------ Source information ------

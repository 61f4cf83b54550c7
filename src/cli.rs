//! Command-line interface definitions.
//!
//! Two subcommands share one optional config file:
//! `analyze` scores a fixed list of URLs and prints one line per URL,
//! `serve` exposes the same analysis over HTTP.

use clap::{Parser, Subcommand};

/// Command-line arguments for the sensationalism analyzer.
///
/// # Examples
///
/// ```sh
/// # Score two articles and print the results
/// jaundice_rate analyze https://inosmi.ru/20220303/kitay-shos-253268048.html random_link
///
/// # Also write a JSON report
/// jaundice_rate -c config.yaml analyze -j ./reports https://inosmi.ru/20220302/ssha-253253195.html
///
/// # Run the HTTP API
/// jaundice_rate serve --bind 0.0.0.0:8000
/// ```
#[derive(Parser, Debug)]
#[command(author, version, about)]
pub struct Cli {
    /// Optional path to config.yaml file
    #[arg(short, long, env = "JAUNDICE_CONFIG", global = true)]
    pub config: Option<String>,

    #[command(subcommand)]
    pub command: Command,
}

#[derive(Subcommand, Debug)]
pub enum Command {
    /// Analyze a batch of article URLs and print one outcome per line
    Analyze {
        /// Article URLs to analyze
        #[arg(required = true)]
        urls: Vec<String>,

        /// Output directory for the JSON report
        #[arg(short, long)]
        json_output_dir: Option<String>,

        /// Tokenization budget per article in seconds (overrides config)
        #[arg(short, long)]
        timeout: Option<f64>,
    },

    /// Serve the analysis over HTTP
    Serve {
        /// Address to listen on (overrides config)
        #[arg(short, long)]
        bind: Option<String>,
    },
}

------

Exercise brief:
For the word "true", please say how many lines in the entries hold it, with only the number as the reply.

Task answer:
2